Bizsolutionsplus was launched about 18 months ago as a blog designed to present ideas aboutSpecial  marketing, PR and advertising. To date, it has walked that line, only occasionally veering left or right into politics or music, with deserved devotions to those who serve. Today, this blog jumps the tracks. It will continue to be called bizsolutionsplus but it will focus on the plus, not the biz. It will discuss the ways things could be, using the way they are only as a reference, a starting point for change

A bit of personal history to help you understand where we are going and why we are going there. In 1996, I entered the graduate school of Pastoral Studies at Seattle University. For several years prior to that giant leap, I felt an intense gnawing at my insides. Something was wrong in my universe. The love seemed to have left the atmosphere. Humankind had forgotten the lessons of the Renaissance and the vision of those few thinkers not stoned in the beat, beatnik and hippie generations:

What they believed and questioned centered on what human means. They believed, in essence, that humans are relational; that we live in tension between the mind and the soul (what I call the heart). We are meant to live in relationship, not in self-absorption, denial and isolationism. Every part of my being resonated with those ideas. But what I saw around me was that most of us seemed trapped within our intellects, creating a lack of balance in our lives. For me, that imbalance created a disturbance bordering on insanity. Now kindly jump ahead 9 years to 2005.

Through a long and still-continuing process of centering myself and looking for a personal balance between my mind and my heart, the dangers of a world bent on self-absorption and power led me to write "Lead With Your Heart."
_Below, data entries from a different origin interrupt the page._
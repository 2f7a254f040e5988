//! Startup seeding.
//!
//! Runs the species seeder, then the color seeder. A failing seeder is logged
//! and recorded in the [`SeedSummary`]; it never stops the other one or the
//! caller.

use crate::{
    config::app::AppConfig,
    core::{colors, species},
};
use sea_orm::DatabaseConnection;
use std::fmt;
use tracing::{error, info, warn};

/// Result of one seed step.
#[derive(Debug, Clone, PartialEq, Eq)]
pub enum SeedOutcome {
    /// The step ran and inserted this many rows (possibly 0)
    Inserted(usize),
    /// The step did not run
    Skipped(String),
    /// The step failed and was rolled back
    Failed(String),
}

impl SeedOutcome {
    /// Whether the step failed.
    #[must_use]
    pub const fn is_failed(&self) -> bool {
        matches!(self, Self::Failed(_))
    }
}

impl fmt::Display for SeedOutcome {
    fn fmt(&self, f: &mut fmt::Formatter<'_>) -> fmt::Result {
        match self {
            Self::Inserted(count) => write!(f, "inserted {count}"),
            Self::Skipped(reason) => write!(f, "skipped ({reason})"),
            Self::Failed(reason) => write!(f, "failed ({reason})"),
        }
    }
}

/// Outcome of every seed step of one [`run_seeders`] call.
#[derive(Debug, Clone, PartialEq, Eq)]
pub struct SeedSummary {
    /// Fish species seeder
    pub species: SeedOutcome,
    /// Color variable seeder
    pub colors: SeedOutcome,
}

impl SeedSummary {
    /// Whether any seeder failed.
    #[must_use]
    pub const fn has_failures(&self) -> bool {
        self.species.is_failed() || self.colors.is_failed()
    }
}

/// Runs every seeder in order and reports what each one did.
pub async fn run_seeders(db: &DatabaseConnection, config: &AppConfig) -> SeedSummary {
    let species = match species::seed_fish_species(db).await {
        Ok(count) => SeedOutcome::Inserted(count),
        Err(e) => {
            error!("Fish species seeding failed: {}", e);
            SeedOutcome::Failed(e.to_string())
        }
    };

    let path = &config.stylesheet_path;
    let colors = if path.is_file() {
        match colors::seed_color_variables_from_file(db, path).await {
            Ok(count) => SeedOutcome::Inserted(count),
            Err(e) => {
                error!("Color variable seeding from {} failed: {}", path.display(), e);
                SeedOutcome::Failed(e.to_string())
            }
        }
    } else {
        warn!("Stylesheet {} not found, skipping color variables", path.display());
        SeedOutcome::Skipped(format!("{} not found", path.display()))
    };

    let summary = SeedSummary { species, colors };
    info!(species = %summary.species, colors = %summary.colors, "Seeding finished");
    summary
}

#[cfg(test)]
mod tests {
    use super::*;
    use crate::errors::Result;
    use crate::test_utils::setup_test_db;
    use sea_orm::ConnectionTrait;
    use std::path::PathBuf;

    fn config_with_stylesheet(path: PathBuf) -> AppConfig {
        AppConfig {
            database_url: "sqlite::memory:".to_string(),
            stylesheet_path: path,
            seed_reference_data: true,
        }
    }

    fn write_stylesheet(name: &str, css: &str) -> Result<PathBuf> {
        let path = std::env::temp_dir().join(format!("{name}-{}.css", uuid::Uuid::new_v4()));
        std::fs::write(&path, css)?;
        Ok(path)
    }

    #[tokio::test]
    async fn test_run_seeders_then_rerun() -> Result<()> {
        let db = setup_test_db().await?;
        let path = write_stylesheet(
            "bootstrap",
            ".a { color: var(--brand-blue, #1a73e8); }\n.b { color: var(--brand-red, #d93025); }",
        )?;
        let config = config_with_stylesheet(path.clone());

        let first = run_seeders(&db, &config).await;
        assert_eq!(first.species, SeedOutcome::Inserted(45));
        assert_eq!(first.colors, SeedOutcome::Inserted(2));
        assert!(!first.has_failures());

        let second = run_seeders(&db, &config).await;
        assert_eq!(second.species, SeedOutcome::Inserted(0));
        assert_eq!(second.colors, SeedOutcome::Inserted(0));

        std::fs::remove_file(path)?;
        Ok(())
    }

    #[tokio::test]
    async fn test_missing_stylesheet_is_skipped() -> Result<()> {
        let db = setup_test_db().await?;
        let config = config_with_stylesheet(std::env::temp_dir().join("no-such-stylesheet.css"));

        let summary = run_seeders(&db, &config).await;
        assert_eq!(summary.species, SeedOutcome::Inserted(45));
        assert!(matches!(summary.colors, SeedOutcome::Skipped(_)));
        assert!(!summary.has_failures());
        Ok(())
    }

    #[tokio::test]
    async fn test_failure_is_recorded_not_propagated() -> Result<()> {
        let db = setup_test_db().await?;
        db.execute_unprepared("DROP TABLE color_variables;").await?;
        let path = write_stylesheet("broken", "a { color: var(--x, #fff); }")?;

        let summary = run_seeders(&db, &config_with_stylesheet(path.clone())).await;
        assert_eq!(summary.species, SeedOutcome::Inserted(45));
        assert!(summary.colors.is_failed());
        assert!(summary.has_failures());

        std::fs::remove_file(path)?;
        Ok(())
    }
}
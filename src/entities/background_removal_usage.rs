//! Background removal usage entity - Metered use of the image service.
//!
//! Usage rows die with their user. The invoice that billed them is optional
//! and cleared if the invoice is deleted.

use sea_orm::entity::prelude::*;
use serde::{Deserialize, Serialize};

#[derive(Clone, Debug, PartialEq, Eq, DeriveEntityModel, Serialize, Deserialize)]
#[sea_orm(table_name = "background_removal_usage")]
pub struct Model {
    /// Unique identifier
    #[sea_orm(primary_key)]
    pub id: i32,
    /// User billed for the usage
    pub user_id: String,
    /// Invoice the usage was billed on; cleared when the invoice is deleted
    pub invoice_id: Option<i32>,
    /// Number of images processed in this use
    pub image_count: i32,
    /// When the images were processed
    pub used_at: DateTimeUtc,
}

#[derive(Copy, Clone, Debug, EnumIter, DeriveRelation)]
pub enum Relation {
    #[sea_orm(
        belongs_to = "super::user::Entity",
        from = "Column::UserId",
        to = "super::user::Column::Id",
        on_update = "NoAction",
        on_delete = "Cascade"
    )]
    User,
    #[sea_orm(
        belongs_to = "super::invoice::Entity",
        from = "Column::InvoiceId",
        to = "super::invoice::Column::Id",
        on_update = "NoAction",
        on_delete = "SetNull"
    )]
    Invoice,
}

impl Related<super::invoice::Entity> for Entity {
    fn to() -> RelationDef {
        Relation::Invoice.def()
    }
}

impl ActiveModelBehavior for ActiveModel {}
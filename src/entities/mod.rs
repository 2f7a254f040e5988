//! Entity module - Contains all SeaORM entity definitions for the database.
//! These entities represent the database tables and their relationships,
//! including every foreign-key delete policy of the schema.
//! Each entity has a Model struct for data and an Entity struct for operations.

pub mod admin_task;
pub mod admin_task_instance;
pub mod album_catch;
pub mod avatar_pose;
pub mod background;
pub mod background_removal_usage;
pub mod bait_lure;
pub mod billable_asset;
pub mod catch;
pub mod catch_album;
pub mod color_variable;
pub mod fish_species;
pub mod fishing_buddy;
pub mod fishing_equipment;
pub mod fishing_session;
pub mod invoice;
pub mod outfit;
pub mod smart_catch_profile;
pub mod sponsor;
pub mod system_state;
pub mod task_status_message;
pub mod user;
pub mod user_avatar;

// Re-export specific types to avoid conflicts
pub use admin_task::Entity as AdminTask;
pub use admin_task_instance::{Entity as AdminTaskInstance, TaskStatus};
pub use album_catch::Entity as AlbumCatch;
pub use avatar_pose::Entity as AvatarPose;
pub use background::Entity as Background;
pub use background_removal_usage::Entity as BackgroundRemovalUsage;
pub use bait_lure::Entity as BaitLure;
pub use billable_asset::Entity as BillableAsset;
pub use catch::{Column as CatchColumn, Entity as Catch, Model as CatchModel};
pub use catch_album::{Column as CatchAlbumColumn, Entity as CatchAlbum, Model as CatchAlbumModel};
pub use color_variable::{Entity as ColorVariable, Model as ColorVariableModel};
pub use fish_species::{
    Column as FishSpeciesColumn, Entity as FishSpecies, Model as FishSpeciesModel, WaterType,
};
pub use fishing_buddy::{BuddyStatus, Entity as FishingBuddy, Model as FishingBuddyModel};
pub use fishing_equipment::Entity as FishingEquipment;
pub use fishing_session::{
    Column as FishingSessionColumn, Entity as FishingSession, Model as FishingSessionModel,
};
pub use invoice::Entity as Invoice;
pub use outfit::Entity as Outfit;
pub use smart_catch_profile::{
    Entity as SmartCatchProfile, Model as SmartCatchProfileModel, SubscriptionTier,
};
pub use sponsor::Entity as Sponsor;
pub use system_state::{Column as SystemStateColumn, Entity as SystemState};
pub use task_status_message::Entity as TaskStatusMessage;
pub use user::{Entity as User, Model as UserModel};
pub use user_avatar::{Entity as UserAvatar, Model as UserAvatarModel};
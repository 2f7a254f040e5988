//! Recurring admin tasks and their monthly instances.
//!
//! A task has at most one instance per (year, month); the unique index on
//! `admin_task_instances` enforces it even if two callers race.

use crate::{
    core::{users::require_user, validation},
    entities::{AdminTask, AdminTaskInstance, TaskStatus, admin_task, admin_task_instance},
    errors::{Error, Result, is_unique_violation},
};
use chrono::Utc;
use sea_orm::{QueryOrder, Set, prelude::*};
use tracing::{debug, instrument};

/// Creates an active admin task.
pub async fn create_admin_task(
    db: &DatabaseConnection,
    title: &str,
    description: Option<String>,
) -> Result<admin_task::Model> {
    validation::check_not_blank("title", title)?;
    let task = admin_task::ActiveModel {
        title: Set(title.trim().to_string()),
        description: Set(description),
        is_active: Set(true),
        ..Default::default()
    };
    task.insert(db).await.map_err(Into::into)
}

/// Active tasks ordered by title.
pub async fn get_active_tasks(db: &DatabaseConnection) -> Result<Vec<admin_task::Model>> {
    AdminTask::find()
        .filter(admin_task::Column::IsActive.eq(true))
        .order_by_asc(admin_task::Column::Title)
        .all(db)
        .await
        .map_err(Into::into)
}

async fn find_instance(
    db: &DatabaseConnection,
    task_id: i32,
    year: i32,
    month: i32,
) -> Result<Option<admin_task_instance::Model>> {
    AdminTaskInstance::find()
        .filter(admin_task_instance::Column::TaskId.eq(task_id))
        .filter(admin_task_instance::Column::Year.eq(year))
        .filter(admin_task_instance::Column::Month.eq(month))
        .one(db)
        .await
        .map_err(Into::into)
}

/// Returns the task's instance for the period, creating an open one if needed.
#[instrument(skip(db))]
pub async fn ensure_task_instance(
    db: &DatabaseConnection,
    task_id: i32,
    year: i32,
    month: i32,
) -> Result<admin_task_instance::Model> {
    validation::check_month("month", month)?;

    if let Some(instance) = find_instance(db, task_id, year, month).await? {
        return Ok(instance);
    }
    if AdminTask::find_by_id(task_id).one(db).await?.is_none() {
        return Err(Error::not_found("admin task", task_id));
    }

    let instance = admin_task_instance::ActiveModel {
        task_id: Set(task_id),
        year: Set(year),
        month: Set(month),
        status: Set(TaskStatus::Open),
        assigned_user_id: Set(None),
        completed_by_user_id: Set(None),
        completed_at: Set(None),
        ..Default::default()
    };

    match instance.insert(db).await {
        Ok(instance) => {
            debug!(instance_id = instance.id, "Created task instance");
            Ok(instance)
        }
        // Lost a race with another writer; theirs is the instance
        Err(e) if is_unique_violation(&e) => find_instance(db, task_id, year, month)
            .await?
            .ok_or_else(|| Error::not_found("task instance", format!("{task_id}/{year}-{month}"))),
        Err(e) => Err(e.into()),
    }
}

async fn get_instance(db: &DatabaseConnection, instance_id: i32) -> Result<admin_task_instance::Model> {
    AdminTaskInstance::find_by_id(instance_id)
        .one(db)
        .await?
        .ok_or_else(|| Error::not_found("task instance", instance_id))
}

/// Assigns an instance to `user_id` and marks it in progress.
pub async fn assign_task_instance(
    db: &DatabaseConnection,
    instance_id: i32,
    user_id: &str,
) -> Result<admin_task_instance::Model> {
    require_user(db, user_id).await?;
    let instance = get_instance(db, instance_id).await?;

    let mut active_model: admin_task_instance::ActiveModel = instance.into();
    active_model.assigned_user_id = Set(Some(user_id.to_string()));
    active_model.status = Set(TaskStatus::InProgress);
    active_model.update(db).await.map_err(Into::into)
}

/// Marks an instance completed by `user_id`.
pub async fn complete_task_instance(
    db: &DatabaseConnection,
    instance_id: i32,
    user_id: &str,
) -> Result<admin_task_instance::Model> {
    require_user(db, user_id).await?;
    let instance = get_instance(db, instance_id).await?;
    if instance.status == TaskStatus::Completed {
        return Err(Error::Conflict {
            message: format!("task instance {instance_id} is already completed"),
        });
    }

    let mut active_model: admin_task_instance::ActiveModel = instance.into();
    active_model.status = Set(TaskStatus::Completed);
    active_model.completed_by_user_id = Set(Some(user_id.to_string()));
    active_model.completed_at = Set(Some(Utc::now()));
    active_model.update(db).await.map_err(Into::into)
}

#[cfg(test)]
mod tests {
    #![allow(clippy::unwrap_used)]
    use super::*;
    use crate::test_utils::*;
    use sea_orm::PaginatorTrait;

    #[tokio::test]
    async fn test_ensure_task_instance_is_idempotent() -> Result<()> {
        let db = setup_test_db().await?;
        let task = create_admin_task(&db, "Review uploads", None).await?;

        let first = ensure_task_instance(&db, task.id, 2024, 3).await?;
        let second = ensure_task_instance(&db, task.id, 2024, 3).await?;
        assert_eq!(first.id, second.id);
        assert_eq!(first.status, TaskStatus::Open);

        ensure_task_instance(&db, task.id, 2024, 4).await?;
        assert_eq!(AdminTaskInstance::find().count(&db).await?, 2);
        Ok(())
    }

    #[tokio::test]
    async fn test_period_unique_index_enforced() -> Result<()> {
        let db = setup_test_db().await?;
        let task = create_admin_task(&db, "Review uploads", None).await?;
        ensure_task_instance(&db, task.id, 2024, 3).await?;

        let duplicate = admin_task_instance::ActiveModel {
            task_id: Set(task.id),
            year: Set(2024),
            month: Set(3),
            status: Set(TaskStatus::Open),
            assigned_user_id: Set(None),
            completed_by_user_id: Set(None),
            completed_at: Set(None),
            ..Default::default()
        };
        let err = duplicate.insert(&db).await.unwrap_err();
        assert!(is_unique_violation(&err), "unexpected error: {err}");
        Ok(())
    }

    #[tokio::test]
    async fn test_ensure_task_instance_validation() -> Result<()> {
        let db = setup_test_db().await?;
        assert!(matches!(
            ensure_task_instance(&db, 1, 2024, 0).await,
            Err(Error::Validation { .. })
        ));
        assert!(matches!(
            ensure_task_instance(&db, 1, 2024, 5).await,
            Err(Error::NotFound { .. })
        ));
        Ok(())
    }

    #[tokio::test]
    async fn test_complete_and_user_links_set_null() -> Result<()> {
        let db = setup_test_db().await?;
        create_test_user(&db, "admin").await?;
        let task = create_admin_task(&db, "Reconcile invoices", None).await?;
        let instance = ensure_task_instance(&db, task.id, 2024, 3).await?;

        let assigned = assign_task_instance(&db, instance.id, "admin").await?;
        assert_eq!(assigned.status, TaskStatus::InProgress);
        let done = complete_task_instance(&db, instance.id, "admin").await?;
        assert_eq!(done.status, TaskStatus::Completed);
        assert!(done.completed_at.is_some());
        assert!(matches!(
            complete_task_instance(&db, instance.id, "admin").await,
            Err(Error::Conflict { .. })
        ));

        crate::core::users::delete_user(&db, "admin").await?;
        let after = get_instance(&db, instance.id).await?;
        assert_eq!(after.assigned_user_id, None);
        assert_eq!(after.completed_by_user_id, None);
        assert_eq!(after.status, TaskStatus::Completed);
        Ok(())
    }

    #[tokio::test]
    async fn test_task_delete_cascades_instances() -> Result<()> {
        let db = setup_test_db().await?;
        let task = create_admin_task(&db, "Review uploads", None).await?;
        ensure_task_instance(&db, task.id, 2024, 3).await?;

        AdminTask::delete_by_id(task.id).exec(&db).await?;
        assert_eq!(AdminTaskInstance::find().count(&db).await?, 0);
        assert!(get_active_tasks(&db).await?.is_empty());
        Ok(())
    }
}
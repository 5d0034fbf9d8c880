pub mod level2;
pub mod pool;
pub mod quote;

pub use level2::{decode_u64_vec, Level, Level2Snapshot, FLOAT_SCALAR};
pub use pool::{fetch_pool, parse_pool, Pool, PoolRegistry};
pub use quote::{simulate_market_buy, simulate_market_sell, QuoteProvider, Quoter, SwapQuote};
use std::sync::Arc;

use axum::extract::State;
use axum::Json;
use serde::{Deserialize, Serialize};

use crate::api::aliases::human_to_raw;
use crate::api::error::ApiError;
use crate::api::state::AppState;
use crate::registry::fetch_intent;
use crate::rpc::types::TxArg;

#[derive(Serialize)]
pub struct BuildResponse {
    pub success: bool,
    pub tx_bytes: String,
}

#[derive(Deserialize)]
pub struct BuildCreateRequest {
    pub input_coin: String,
    pub from: String,
    pub to: String,
    pub amount: f64,
    pub min_output_amount: f64,
    pub deadline_delta_ms: u64,
    pub sender: String,
}

/// Wallet-safe: returns unsigned transaction bytes only, never signs.
pub async fn build_create(
    State(state): State<Arc<AppState>>,
    Json(req): Json<BuildCreateRequest>,
) -> Result<Json<BuildResponse>, ApiError> {
    if req.input_coin.is_empty() || req.from.is_empty() || req.to.is_empty() || req.sender.is_empty() {
        return Err(ApiError::bad_request("input_coin, from, to, and sender must be non-empty"));
    }
    if !(req.amount > 0.0) || !(req.min_output_amount > 0.0) {
        return Err(ApiError::bad_request("amount and min_output_amount must be greater than zero"));
    }
    if req.deadline_delta_ms == 0 {
        return Err(ApiError::bad_request("deadline_delta_ms must be greater than zero"));
    }

    let input_type = state.config.resolve_alias(&req.from);
    let output_type = state.config.resolve_alias(&req.to);
    let min_output_raw = human_to_raw(req.min_output_amount, &output_type, &state.config);

    let plan = state
        .tx_builder
        .plan_create(&req.input_coin, &input_type, &output_type, min_output_raw, req.deadline_delta_ms);

    let tx_bytes = state.rpc.build_unsigned(&plan, &req.sender).await?;
    Ok(Json(BuildResponse { success: true, tx_bytes }))
}

#[derive(Deserialize)]
pub struct BuildExecuteRequest {
    pub intent_id: String,
    pub output_coin: String,
    pub sender: String,
}

pub async fn build_execute(
    State(state): State<Arc<AppState>>,
    Json(req): Json<BuildExecuteRequest>,
) -> Result<Json<BuildResponse>, ApiError> {
    if req.intent_id.is_empty() || req.output_coin.is_empty() || req.sender.is_empty() {
        return Err(ApiError::bad_request("intent_id, output_coin, and sender must be non-empty"));
    }

    let intent = fetch_intent(&state.rpc, &req.intent_id).await?;
    let plan = state.tx_builder.plan_execute(
        &req.intent_id,
        TxArg::Object(req.output_coin.clone()),
        &intent.input_type,
        &intent.output_type,
    );
    let tx_bytes = state.rpc.build_unsigned(&plan, &req.sender).await?;
    Ok(Json(BuildResponse { success: true, tx_bytes }))
}

#[derive(Deserialize)]
pub struct BuildCancelRequest {
    pub intent_id: String,
    pub sender: String,
}

pub async fn build_cancel(
    State(state): State<Arc<AppState>>,
    Json(req): Json<BuildCancelRequest>,
) -> Result<Json<BuildResponse>, ApiError> {
    if req.intent_id.is_empty() || req.sender.is_empty() {
        return Err(ApiError::bad_request("intent_id and sender must be non-empty"));
    }

    let intent = fetch_intent(&state.rpc, &req.intent_id).await?;
    let plan = state.tx_builder.plan_cancel(&req.intent_id, &intent.input_type, &intent.output_type);
    let tx_bytes = state.rpc.build_unsigned(&plan, &req.sender).await?;
    Ok(Json(BuildResponse { success: true, tx_bytes }))
}
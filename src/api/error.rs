use axum::http::StatusCode;
use axum::response::{IntoResponse, Response};
use axum::Json;
use serde::Serialize;

use crate::error::SolverError;

/// `{success:false, error:<message>, stack?:<dev-only>}`.
#[derive(Debug, Serialize)]
pub struct ErrorBody {
    pub success: bool,
    pub error: String,
    #[serde(skip_serializing_if = "Option::is_none")]
    pub stack: Option<String>,
}

#[derive(Debug)]
pub struct ApiError {
    pub status: StatusCode,
    pub message: String,
    pub stack: Option<String>,
}

impl ApiError {
    pub fn new(status: StatusCode, message: impl Into<String>) -> Self {
        Self {
            status,
            message: message.into(),
            stack: None,
        }
    }

    pub fn bad_request(message: impl Into<String>) -> Self {
        Self::new(StatusCode::BAD_REQUEST, message)
    }
}

impl IntoResponse for ApiError {
    fn into_response(self) -> Response {
        let body = ErrorBody {
            success: false,
            error: self.message,
            stack: self.stack,
        };
        (self.status, Json(body)).into_response()
    }
}

/// Maps the domain error taxonomy onto façade status codes.
impl From<SolverError> for ApiError {
    fn from(err: SolverError) -> Self {
        let status = match &err {
            SolverError::InvalidArgument(_) | SolverError::Parse(_) => StatusCode::BAD_REQUEST,
            SolverError::NotFound(_) => StatusCode::NOT_FOUND,
            SolverError::NoPool | SolverError::NoLiquidity | SolverError::InsufficientBalance(_) | SolverError::NoFeeCoin => {
                StatusCode::BAD_REQUEST
            }
            SolverError::Reverted { .. } => StatusCode::UNPROCESSABLE_ENTITY,
            SolverError::Transient(_) | SolverError::Rpc(_) | SolverError::Http(_) | SolverError::WebSocket(_) | SolverError::Io(_) => {
                StatusCode::BAD_GATEWAY
            }
            SolverError::Fatal(_) | SolverError::Config(_) | SolverError::Env(_) | SolverError::Json(_) => {
                StatusCode::INTERNAL_SERVER_ERROR
            }
        };

        ApiError::new(status, err.to_string())
    }
}
use std::sync::Arc;
use std::time::Duration;

use tracing::{debug, warn};

use crate::engine::pipeline::Pipeline;
use crate::registry::{fetch_created_events, IntentEvent};
use crate::rpc::RpcClient;

/// Fires on a fixed interval, pulling the newest `limit` `IntentCreated`
/// events and feeding each into the pipeline.
pub struct Poller {
    rpc: Arc<RpcClient>,
    pipeline: Arc<Pipeline>,
    package_id: String,
    interval: Duration,
    limit: usize,
}

impl Poller {
    pub fn new(rpc: Arc<RpcClient>, pipeline: Arc<Pipeline>, package_id: String, interval_ms: u64, limit: usize) -> Self {
        Self {
            rpc,
            pipeline,
            package_id,
            interval: Duration::from_millis(interval_ms),
            limit,
        }
    }

    /// Runs until `stop` resolves; intended to be spawned as a background
    /// task.
    pub async fn run(&self, mut stop: tokio::sync::watch::Receiver<bool>) {
        let mut ticker = tokio::time::interval(self.interval);
        loop {
            tokio::select! {
                _ = ticker.tick() => {
                    self.poll_once().await;
                }
                _ = stop.changed() => {
                    if *stop.borrow() {
                        debug!("poller stopping");
                        return;
                    }
                }
            }
        }
    }

    async fn poll_once(&self) {
        let events = match fetch_created_events(&self.rpc, &self.package_id, self.limit).await {
            Ok(events) => events,
            Err(e) => {
                warn!("poll failed: {e}");
                return;
            }
        };

        for event in events {
            if let IntentEvent::Created { intent_id, .. } = event {
                let pipeline = self.pipeline.clone();
                tokio::spawn(async move {
                    pipeline.process(&intent_id).await;
                });
            }
        }
    }
}
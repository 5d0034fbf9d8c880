use std::sync::Arc;

use axum::extract::State;
use axum::Json;
use serde::{Deserialize, Serialize};

use crate::api::error::ApiError;
use crate::api::state::AppState;

#[derive(Deserialize)]
pub struct ExecuteTxRequest {
    pub tx_bytes: String,
    pub signature: String,
}

#[derive(Serialize)]
pub struct ExecuteTxResponse {
    pub success: bool,
    pub digest: String,
    pub gas_used: u64,
}

/// Relays an already-signed transaction built client-side, e.g. by
/// `/intent/build/*`. The façade never sees the signer's key.
pub async fn execute_tx(
    State(state): State<Arc<AppState>>,
    Json(req): Json<ExecuteTxRequest>,
) -> Result<Json<ExecuteTxResponse>, ApiError> {
    if req.tx_bytes.is_empty() || req.signature.is_empty() {
        return Err(ApiError::bad_request("tx_bytes and signature must be non-empty"));
    }

    let result = state.rpc.execute_signed(&req.tx_bytes, &req.signature).await?;
    Ok(Json(ExecuteTxResponse {
        success: true,
        digest: result.digest,
        gas_used: result.gas_used,
    }))
}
During those nine soul-searching years--some spent working in social justice non-profits, some in the corporate world--I  looked around for institutions that could lead us to achieve peace and prosperity. I worked for Christian-centered groups and non-profits as a grassroots organizer and lobbyist and I worked in the corporate world as a manager. To my surprise, I grew more and more convinced that our only hope lay in commerce. To be more specific, in the leaders and people who worked within the businesses that engage in commerce. I came to believe that the real power in the world lay in the hands of the workers, from those who were on every rung of the business ladder, from the bottom to the top. In other words, most people on our planet work for a business or an institution. In sheer numbers and incredible wealth the business world represents incredible potential to use that power for good. And, whether or not we like it, power is a requirement for change, good or bad.

Out of my conclusion that business represents a great place to institute changes came my book, which calls for a new business model that strives to make the world a better, safer and happier place to live, grow, marry (or not), raise children (or not), work and pursue peace and happiness. The premise of my belief is that if we encourage hard work, personal responsibility, giving, kindness and happiness, and grow a business based on those values and measure success based on the amount of good that we do, instead of the amount of money we make, we will add to instead of subtract from our humanity. We will respect all living things in such a way that we cannot abide harm to any living form, and our profits will not decline but will increase because people want to form relationships with good, not bad or evil, no matter the form in which they appear. In one sentence: When business focuses on people, their wants, needs and desires, business is at its best.

That brings me to this announcement: In the future, most of my posts will be forward-looking in that we will discuss ways to make lives better and happier. Whether the topic is marketing, a business analysis, music or politics, I will be looking to share my beliefs that we can and should do more. I will strive to focus on the positive, on the spirit of humankind and on the businesses and institutions that are trying to be the best they can be, not the largest, the richest or the most powerful. Some, such as P&G or HP, will be wealthy and powerful; some will not. In summary, this blog is committing to showing people and institutions at their best, not their worst.

It goes without saying, that some of you will stop reading this blog and may even believe me to be delusional or a kin of Don Quixote. That's okay and I wish you well. Other's will be attracted to the approach, where good news will be the topic of the day. None of the ideas to be discussed are original to me. I am many things but delusional is not among them. Instead, I will share the writings and the thinking of others and my own experiences based on what I have seen, read, and heard over six decades.

The train has left the station, jumped the track and now carving a new path in the wilderness.